TASK INSTRUCTIONS
Lines that include "quotable" make up the answer; copy all of them from the data below.
--*--
//! Rate table resolution and tiered cost calculation
//!
//! Resolution order: the most specific configured rate row whose weight
//! band contains the total weight, then the compiled-in default for the
//! method. A missing row is never an error; sea FCL's zero per-pound rate
//! is a custom-quote sentinel, not a price.

use std::sync::Arc;

use suitebox_db::{RateRepository, RateRow};
use suitebox_types::ShippingMethod;

use crate::error::CoreError;

/// Upper bound on a quotable weight in pounds (tiered model)
pub const MAX_WEIGHT_LBS: f64 = 10_000.0;

/// A resolved shipping rate
#[derive(Debug, Clone, Copy, PartialEq)]
pub struct ResolvedRate {
    /// Flat fee in USD
    pub base_fee: f64,
    /// Per-pound cost in USD
    pub cost_per_lb: f64,
}

impl ResolvedRate {
    /// Compiled-in default rate for a method, used whenever no configured
    /// row matches
    pub const fn default_for(method: ShippingMethod) -> Self {
        match method {
            ShippingMethod::AirExpress => Self { base_fee: 15.0, cost_per_lb: 8.0 },
            ShippingMethod::AirEconomy => Self { base_fee: 10.0, cost_per_lb: 5.0 },
            ShippingMethod::SeaLcl => Self { base_fee: 25.0, cost_per_lb: 2.0 },
            // FCL is custom quote; the zero rate is a sentinel
            ShippingMethod::SeaFcl => Self { base_fee: 500.0, cost_per_lb: 0.0 },
        }
    }
}

impl From<&RateRow> for ResolvedRate {
    fn from(row: &RateRow) -> Self {
        Self { base_fee: row.base_fee, cost_per_lb: row.cost_per_lb }
    }
}

/// Reject weights outside the quotable range (0, 10000] or non-finite
pub fn validate_weight(weight_lbs: f64) -> Result<(), CoreError> {
    if !weight_lbs.is_finite() || weight_lbs <= 0.0 || weight_lbs > MAX_WEIGHT_LBS {
        return Err(CoreError::InvalidWeight(weight_lbs));
    }
    Ok(())
}

/// Tiered shipping cost: base fee plus per-pound cost
pub fn tiered_cost(rate: &ResolvedRate, weight_lbs: f64) -> Result<f64, CoreError> {
    validate_weight(weight_lbs)?;
    Ok(rate.base_fee + weight_lbs * rate.cost_per_lb)
}

/// A full rate quote for the single-quote endpoint
#[derive(Debug, Clone)]
pub struct RateQuote {
    pub method: ShippingMethod,
    pub weight_lbs: f64,
    pub base_fee: f64,
    pub cost_per_lb: f64,
    pub total_cost: f64,
}

/// Resolves shipping rates against the configured rate table with
/// compiled-in defaults as fallback
pub struct RateResolver<R: RateRepository> {
    rates: Arc<R>,
}

impl<R: RateRepository> RateResolver<R> {
    /// Create a new resolver over a rate table
    pub fn new(rates: Arc<R>) -> Self {
        Self { rates }
    }

    /// Resolve a rate by method and weight only.
    ///
    /// This is the consolidation path; it deliberately omits the
    /// destination dimension of the rate table.
    pub async fn resolve(
        &self,
        method: ShippingMethod,
        weight_lbs: f64,
    ) -> Result<ResolvedRate, CoreError> {
        let configured = self.rates.find_band(method.as_str(), weight_lbs).await?;
        Ok(configured
            .map(|row| ResolvedRate::from(&row))
            .unwrap_or_else(|| ResolvedRate::default_for(method)))
    }

    /// Resolve a rate by method, destination country, and weight
    pub async fn resolve_for_destination(
        &self,
        method: ShippingMethod,
        destination: &str,
        weight_lbs: f64,
    ) -> Result<ResolvedRate, CoreError> {
        let configured = self
            .rates
            .find_band_for_destination(method.as_str(), destination, weight_lbs)
            .await?;
        Ok(configured
            .map(|row| ResolvedRate::from(&row))
            .unwrap_or_else(|| ResolvedRate::default_for(method)))
    }

    /// Produce a destination-filtered quote with validated weight
    pub async fn quote(
        &self,
        method: ShippingMethod,
        destination: &str,
        weight_lbs: f64,
    ) -> Result<RateQuote, CoreError> {
        validate_weight(weight_lbs)?;
        let rate = self.resolve_for_destination(method, destination, weight_lbs).await?;
        let total_cost = tiered_cost(&rate, weight_lbs)?;

        Ok(RateQuote {
            method,
            weight_lbs,
            base_fee: rate.base_fee,
            cost_per_lb: rate.cost_per_lb,
            total_cost,
        })
    }
}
--*--
RESPONSE
/// Upper bound on a quotable weight in pounds (tiered model)
/// Reject weights outside the quotable range (0, 10000] or non-finite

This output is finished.